- [What the exercise asks]: Gather each line containing the string "RandomChoice" from these entries.

[Collection entries]
********

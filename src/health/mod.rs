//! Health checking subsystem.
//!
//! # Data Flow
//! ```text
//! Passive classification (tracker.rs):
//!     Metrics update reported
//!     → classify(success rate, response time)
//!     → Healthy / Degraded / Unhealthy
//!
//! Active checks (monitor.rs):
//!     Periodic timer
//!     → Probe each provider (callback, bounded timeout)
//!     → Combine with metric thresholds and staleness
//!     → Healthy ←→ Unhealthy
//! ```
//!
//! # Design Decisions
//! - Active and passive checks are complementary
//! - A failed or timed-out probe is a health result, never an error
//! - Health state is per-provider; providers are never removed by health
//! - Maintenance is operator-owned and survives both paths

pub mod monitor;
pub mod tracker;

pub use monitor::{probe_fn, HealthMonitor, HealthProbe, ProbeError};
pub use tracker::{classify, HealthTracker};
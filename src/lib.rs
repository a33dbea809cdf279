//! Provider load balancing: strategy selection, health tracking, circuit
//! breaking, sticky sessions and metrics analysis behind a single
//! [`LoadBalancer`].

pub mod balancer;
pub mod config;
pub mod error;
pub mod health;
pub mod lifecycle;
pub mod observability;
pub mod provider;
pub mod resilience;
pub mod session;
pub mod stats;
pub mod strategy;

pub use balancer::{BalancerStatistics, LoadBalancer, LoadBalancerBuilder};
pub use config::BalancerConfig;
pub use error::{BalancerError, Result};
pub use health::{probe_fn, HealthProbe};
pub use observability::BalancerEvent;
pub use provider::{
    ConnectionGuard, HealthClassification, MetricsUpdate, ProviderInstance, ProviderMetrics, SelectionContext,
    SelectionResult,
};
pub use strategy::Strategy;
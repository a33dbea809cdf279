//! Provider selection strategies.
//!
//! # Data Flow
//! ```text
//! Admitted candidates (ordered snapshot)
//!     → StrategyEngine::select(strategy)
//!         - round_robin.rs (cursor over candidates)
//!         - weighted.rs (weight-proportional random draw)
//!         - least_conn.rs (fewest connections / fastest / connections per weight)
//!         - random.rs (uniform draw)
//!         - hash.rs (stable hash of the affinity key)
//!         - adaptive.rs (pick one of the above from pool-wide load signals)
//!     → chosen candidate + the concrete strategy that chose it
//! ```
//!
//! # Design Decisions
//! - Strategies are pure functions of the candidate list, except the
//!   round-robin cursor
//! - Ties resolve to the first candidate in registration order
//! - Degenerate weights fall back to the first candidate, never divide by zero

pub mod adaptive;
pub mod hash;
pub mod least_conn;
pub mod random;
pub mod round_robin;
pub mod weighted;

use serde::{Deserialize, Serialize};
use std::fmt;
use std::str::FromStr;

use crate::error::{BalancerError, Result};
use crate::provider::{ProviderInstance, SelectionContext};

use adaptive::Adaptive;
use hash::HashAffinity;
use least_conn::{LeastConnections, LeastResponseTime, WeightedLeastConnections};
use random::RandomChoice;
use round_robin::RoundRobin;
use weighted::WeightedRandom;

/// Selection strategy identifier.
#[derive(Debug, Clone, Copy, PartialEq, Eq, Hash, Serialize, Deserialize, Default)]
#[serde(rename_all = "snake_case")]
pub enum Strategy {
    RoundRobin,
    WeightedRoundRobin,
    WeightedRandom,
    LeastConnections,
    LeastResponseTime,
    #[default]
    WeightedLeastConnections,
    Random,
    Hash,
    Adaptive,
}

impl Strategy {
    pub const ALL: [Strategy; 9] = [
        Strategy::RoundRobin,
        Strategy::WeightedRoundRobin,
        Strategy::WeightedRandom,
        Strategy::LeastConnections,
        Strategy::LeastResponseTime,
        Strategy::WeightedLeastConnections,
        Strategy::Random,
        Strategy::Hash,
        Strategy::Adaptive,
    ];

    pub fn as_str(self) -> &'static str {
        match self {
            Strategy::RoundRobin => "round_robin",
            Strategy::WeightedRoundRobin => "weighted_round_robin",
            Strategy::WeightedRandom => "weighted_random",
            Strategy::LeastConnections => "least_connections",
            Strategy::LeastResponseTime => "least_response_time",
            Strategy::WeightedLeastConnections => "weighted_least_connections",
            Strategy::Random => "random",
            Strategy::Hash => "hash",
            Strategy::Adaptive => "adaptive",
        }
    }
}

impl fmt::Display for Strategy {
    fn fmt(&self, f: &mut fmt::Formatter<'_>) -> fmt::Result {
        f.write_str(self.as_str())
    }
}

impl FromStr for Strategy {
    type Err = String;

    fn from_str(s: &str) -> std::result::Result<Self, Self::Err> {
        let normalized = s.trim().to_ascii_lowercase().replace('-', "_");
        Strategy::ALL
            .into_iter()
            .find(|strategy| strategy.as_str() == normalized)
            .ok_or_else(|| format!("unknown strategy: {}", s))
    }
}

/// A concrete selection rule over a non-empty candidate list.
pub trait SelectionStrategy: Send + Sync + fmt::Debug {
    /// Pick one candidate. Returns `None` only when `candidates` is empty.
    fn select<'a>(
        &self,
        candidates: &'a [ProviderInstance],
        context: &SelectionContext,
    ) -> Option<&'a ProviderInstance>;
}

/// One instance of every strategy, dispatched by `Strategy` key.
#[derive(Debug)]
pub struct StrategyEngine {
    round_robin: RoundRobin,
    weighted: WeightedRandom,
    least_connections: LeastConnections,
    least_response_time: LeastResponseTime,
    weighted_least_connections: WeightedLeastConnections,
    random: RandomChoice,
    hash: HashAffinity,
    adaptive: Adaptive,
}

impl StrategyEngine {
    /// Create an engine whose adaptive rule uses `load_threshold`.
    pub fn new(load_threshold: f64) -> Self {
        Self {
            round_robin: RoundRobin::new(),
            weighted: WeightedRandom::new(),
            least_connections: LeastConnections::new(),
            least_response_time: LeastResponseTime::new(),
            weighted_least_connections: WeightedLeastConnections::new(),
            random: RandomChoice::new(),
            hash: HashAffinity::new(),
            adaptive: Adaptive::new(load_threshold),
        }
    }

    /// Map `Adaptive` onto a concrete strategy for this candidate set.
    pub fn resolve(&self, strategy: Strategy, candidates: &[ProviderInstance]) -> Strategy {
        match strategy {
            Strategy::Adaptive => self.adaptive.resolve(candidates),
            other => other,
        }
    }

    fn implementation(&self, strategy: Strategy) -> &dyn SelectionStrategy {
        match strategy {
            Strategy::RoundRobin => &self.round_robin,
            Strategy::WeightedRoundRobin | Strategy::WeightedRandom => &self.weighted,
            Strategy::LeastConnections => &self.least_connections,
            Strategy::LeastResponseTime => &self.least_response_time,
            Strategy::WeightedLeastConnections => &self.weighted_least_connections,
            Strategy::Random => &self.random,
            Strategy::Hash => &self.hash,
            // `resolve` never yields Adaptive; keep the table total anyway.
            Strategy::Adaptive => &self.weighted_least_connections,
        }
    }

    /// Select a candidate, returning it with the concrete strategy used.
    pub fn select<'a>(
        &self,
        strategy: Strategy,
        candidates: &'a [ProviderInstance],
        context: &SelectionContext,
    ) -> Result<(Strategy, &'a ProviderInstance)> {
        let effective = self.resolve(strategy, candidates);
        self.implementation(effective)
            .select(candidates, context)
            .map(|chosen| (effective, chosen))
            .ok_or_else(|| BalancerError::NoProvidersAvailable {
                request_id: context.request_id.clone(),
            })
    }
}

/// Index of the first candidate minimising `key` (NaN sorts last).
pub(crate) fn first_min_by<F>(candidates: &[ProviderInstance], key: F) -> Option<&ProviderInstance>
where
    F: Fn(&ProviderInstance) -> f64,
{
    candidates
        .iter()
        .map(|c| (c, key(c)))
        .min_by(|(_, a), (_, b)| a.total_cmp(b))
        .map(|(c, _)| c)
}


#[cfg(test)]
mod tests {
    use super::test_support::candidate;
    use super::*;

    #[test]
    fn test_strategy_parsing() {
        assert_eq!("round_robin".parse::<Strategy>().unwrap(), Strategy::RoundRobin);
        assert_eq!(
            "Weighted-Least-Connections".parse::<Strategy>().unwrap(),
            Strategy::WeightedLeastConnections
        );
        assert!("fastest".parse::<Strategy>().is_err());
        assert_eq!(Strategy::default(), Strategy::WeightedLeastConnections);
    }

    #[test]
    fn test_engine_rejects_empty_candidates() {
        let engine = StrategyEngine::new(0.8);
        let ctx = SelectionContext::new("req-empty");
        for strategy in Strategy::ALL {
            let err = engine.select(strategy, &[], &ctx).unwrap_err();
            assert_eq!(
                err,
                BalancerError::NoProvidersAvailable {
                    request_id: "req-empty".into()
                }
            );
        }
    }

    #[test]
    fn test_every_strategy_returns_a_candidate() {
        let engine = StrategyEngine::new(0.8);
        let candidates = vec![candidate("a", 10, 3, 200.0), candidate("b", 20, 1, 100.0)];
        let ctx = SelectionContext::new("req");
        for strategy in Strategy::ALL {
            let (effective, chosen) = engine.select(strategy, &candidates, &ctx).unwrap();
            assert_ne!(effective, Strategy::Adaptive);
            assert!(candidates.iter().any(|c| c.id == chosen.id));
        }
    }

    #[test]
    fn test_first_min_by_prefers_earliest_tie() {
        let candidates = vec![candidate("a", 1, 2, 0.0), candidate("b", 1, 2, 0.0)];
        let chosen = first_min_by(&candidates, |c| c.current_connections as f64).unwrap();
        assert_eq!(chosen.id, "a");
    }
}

********

- [Exercise response]:
use random::RandomChoice;
    random: RandomChoice,
            random: RandomChoice::new(),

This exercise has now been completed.